Luminal epithelial cells integrate variable responses to aging into stereotypical changes that underlie breast cancer susceptibility
Abstract
Effects from aging in single cells are heterogenous, whereas at the organ- and tissue-levels aging phenotypes tend to appear as stereotypical changes. The mammary epithelium is a bilayer of two major phenotypically and functionally distinct cell lineages: luminal epithelial and myoepithelial cells. Mammary luminal epithelia exhibit substantial stereotypical changes with age that merit attention because these cells are the putative cells-of-origin for breast cancers. We hypothesize that effects from aging that impinge upon maintenance of lineage fidelity increase susceptibility to cancer initiation.
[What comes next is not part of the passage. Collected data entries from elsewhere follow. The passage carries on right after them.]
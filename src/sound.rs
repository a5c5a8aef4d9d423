use anyhow::{Context, Result};
use rodio::source::{SineWave, Source};
use rodio::{OutputStream, Sink};
use std::sync::mpsc;
use tracing::{debug, warn};

/// Low background hum played while the galactic reader is open
///
/// `OutputStream` cannot leave the thread that created it, so playback lives
/// on its own thread. Neither starting nor dropping the handle waits on that
/// thread, so both are safe to call from async code. Dropping signals the
/// thread to stop the sink and exit.
pub struct AmbientHum {
    stop_tx: mpsc::Sender<()>,
}

/// Base frequency of the hum (Hz)
const HUM_FREQUENCY: f32 = 55.0;

impl AmbientHum {
    /// Spawn the audio thread. A missing output device is only logged, since
    /// the thread finds out after this returns.
    pub fn start(volume: f32) -> Result<Self> {
        let volume = volume.clamp(0.0, 1.0);
        let (stop_tx, stop_rx) = mpsc::channel::<()>();

        std::thread::Builder::new()
            .name("ambient-hum".to_string())
            .spawn(move || {
                if let Err(e) = play_until_stopped(volume, &stop_rx) {
                    warn!("Ambient audio unavailable: {}", e);
                }
            })
            .context("Failed to spawn audio thread")?;

        Ok(Self { stop_tx })
    }
}

fn play_until_stopped(volume: f32, stop_rx: &mpsc::Receiver<()>) -> Result<()> {
    let (_stream, handle) = OutputStream::try_default().context("No audio output")?;
    let sink = Sink::try_new(&handle).context("Could not open audio sink")?;

    sink.set_volume(volume);
    let hum = SineWave::new(HUM_FREQUENCY)
        .amplify(0.5)
        .mix(SineWave::new(HUM_FREQUENCY * 1.5).amplify(0.25));
    sink.append(hum);
    debug!("Ambient hum started at volume {}", volume);

    // Returns on stop or when the handle is dropped
    let _ = stop_rx.recv();
    sink.stop();
    debug!("Ambient hum stopped");
    Ok(())
}

impl Drop for AmbientHum {
    fn drop(&mut self) {
        let _ = self.stop_tx.send(());
    }
}

#[cfg(test)]
mod tests {
    use super::*;
    use std::time::{Duration, Instant};

    #[test]
    fn test_start_and_drop_return_without_waiting_for_audio() {
        // Holds whether or not the machine has an output device
        let started = Instant::now();
        let hum = AmbientHum::start(0.0).unwrap();
        drop(hum);
        assert!(started.elapsed() < Duration::from_millis(500));
    }
}
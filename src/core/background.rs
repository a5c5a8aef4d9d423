//! Background service: usage counters and runtime messages
//!
//! Lives for the whole browser session, independent of any page. Keeps a
//! few counters in the shared store and answers `cosmicTelemetry`.

use serde_json::Value;
use std::collections::HashMap;
use std::sync::Arc;
use tracing::{debug, info, warn};

use crate::core::messages::{Message, Response};
use crate::messaging::{MessageHandler, TabId};
use crate::storage::KeyValueStore;

pub const FIRST_LAUNCH_KEY: &str = "firstLaunch";
pub const TOTAL_ACTIVATIONS_KEY: &str = "totalActivations";
pub const TOTAL_LAUNCHES_KEY: &str = "totalLaunches";

pub struct BackgroundService {
    store: Arc<dyn KeyValueStore>,
}

impl BackgroundService {
    pub fn new(store: Arc<dyn KeyValueStore>) -> Self {
        Self { store }
    }

    /// First install: reset the counters
    pub fn on_installed(&self) {
        info!("Starlapse installed");
        let items = HashMap::from([
            (FIRST_LAUNCH_KEY.to_string(), Value::Bool(true)),
            (TOTAL_ACTIVATIONS_KEY.to_string(), Value::from(0u64)),
        ]);
        if let Err(e) = self.store.set(items) {
            warn!("Could not initialize counters: {}", e);
        }
    }

    /// Browser started with the extension loaded. Returns the launch number.
    pub fn on_startup(&self) -> Option<u64> {
        let launches = self.increment(TOTAL_LAUNCHES_KEY)?;
        info!("Cosmic journey continues, launch #{}", launches);
        Some(launches)
    }

    /// Toolbar button clicked on a page
    pub fn on_action_clicked(&self, url: &str) -> Option<u64> {
        debug!("Galactic portal accessed from {}", url);
        self.increment(TOTAL_ACTIVATIONS_KEY)
    }

    pub fn on_tab_updated(&self, tab: TabId, complete: bool, url: Option<&str>) {
        if let (true, Some(url)) = (complete, url) {
            debug!("{} finished loading {}", tab, url);
        }
    }

    fn increment(&self, key: &str) -> Option<u64> {
        let current = match self.store.get(&[key]) {
            Ok(items) => items.get(key).and_then(Value::as_u64).unwrap_or(0),
            Err(e) => {
                warn!("Could not read counter '{}': {}", key, e);
                return None;
            }
        };
        let next = current + 1;
        if let Err(e) = self.store.set(HashMap::from([(key.to_string(), Value::from(next))])) {
            warn!("Could not update counter '{}': {}", key, e);
            return None;
        }
        Some(next)
    }
}

impl MessageHandler for BackgroundService {
    fn handle(&mut self, message: Message) -> Option<Response> {
        match message {
            Message::CosmicTelemetry(data) => {
                info!(telemetry = %data, "Cosmic telemetry received");
                Some(Response::ok())
            }
            // Page agent vocabulary; not answered here
            _ => None,
        }
    }
}

#[cfg(test)]
mod tests {
    use super::*;
    use crate::messaging::{serve, MessageBus, MessagingError, Target};
    use crate::storage::MemoryStore;
    use serde_json::json;

    #[test]
    fn test_install_resets_counters() {
        let store = Arc::new(MemoryStore::new());
        let background = BackgroundService::new(store.clone());
        background.on_action_clicked("https://example.com");
        background.on_installed();

        let items = store.get(&[FIRST_LAUNCH_KEY, TOTAL_ACTIVATIONS_KEY]).unwrap();
        assert_eq!(items[FIRST_LAUNCH_KEY], json!(true));
        assert_eq!(items[TOTAL_ACTIVATIONS_KEY], json!(0));
    }

    #[test]
    fn test_counters_increment() {
        let store = Arc::new(MemoryStore::new());
        let background = BackgroundService::new(store);

        assert_eq!(background.on_startup(), Some(1));
        assert_eq!(background.on_startup(), Some(2));
        assert_eq!(background.on_action_clicked("https://a.example"), Some(1));
        assert_eq!(background.on_action_clicked("https://b.example"), Some(2));
    }

    #[test]
    fn test_counters_survive_store_outage() {
        let store = Arc::new(MemoryStore::new());
        let background = BackgroundService::new(store.clone());
        background.on_startup();

        store.set_offline(true);
        assert_eq!(background.on_startup(), None);
        background.on_installed();

        store.set_offline(false);
        assert_eq!(background.on_startup(), Some(2));
    }

    #[tokio::test]
    async fn test_telemetry_over_runtime_channel() {
        let bus = MessageBus::new();
        let inbox = bus.listen(Target::Runtime);
        let mut background = BackgroundService::new(Arc::new(MemoryStore::new()));
        let task = tokio::spawn(async move { serve(inbox, &mut background).await });

        let response = bus
            .send(
                Target::Runtime,
                &Message::CosmicTelemetry(json!({"theme": "nebula"})),
            )
            .await
            .unwrap();
        assert_eq!(response, Response::ok());

        // Reports sent under `data`, or with nothing attached, are answered too
        let raw = bus
            .send_raw(
                Target::Runtime,
                json!({"action": "cosmicTelemetry", "data": {"milestone": 50}}),
            )
            .await
            .unwrap();
        assert_eq!(raw, json!({"success": true}));
        let raw = bus
            .send_raw(Target::Runtime, json!({"action": "cosmicTelemetry"}))
            .await
            .unwrap();
        assert_eq!(raw, json!({"success": true}));

        let err = bus
            .send(Target::Runtime, &Message::CheckState)
            .await
            .unwrap_err();
        assert!(matches!(err, MessagingError::NoResponse));

        drop(bus);
        task.await.unwrap();
    }
}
We generated and analyzed transcriptomes from primary luminal epithelial and myoepithelial cells from younger <30 (y)ears old and older >55y women. In addition to age-dependent directional changes in gene expression, we observed increased transcriptional variance with age that contributed to genome-wide loss of lineage fidelity. Age-dependent variant responses were common to both lineages, whereas directional changes were almost exclusively detected in luminal epithelia and involved altered regulation of chromatin and genome organizers such as SATB1. Epithelial expression of gap junction protein GJB6 increased with age, and modulation of GJB6 expression in heterochronous co-cultures revealed that it provided a communication conduit from myoepithelial cells that drove directional change in luminal cells. Age-dependent luminal transcriptomes comprised a prominent signal that could be detected in bulk tissue during aging and transition into cancers. A machine learning classifier based on luminal-specific aging distinguished normal from cancer tissue and was highly predictive of breast cancer subtype. We speculate that luminal epithelia are the ultimate site of integration of the variant responses to aging in their surrounding tissue, and that their emergent phenotype both endows cells with the ability to become cancer-cells-of-origin and represents a biosensor that presages cancer susceptibility.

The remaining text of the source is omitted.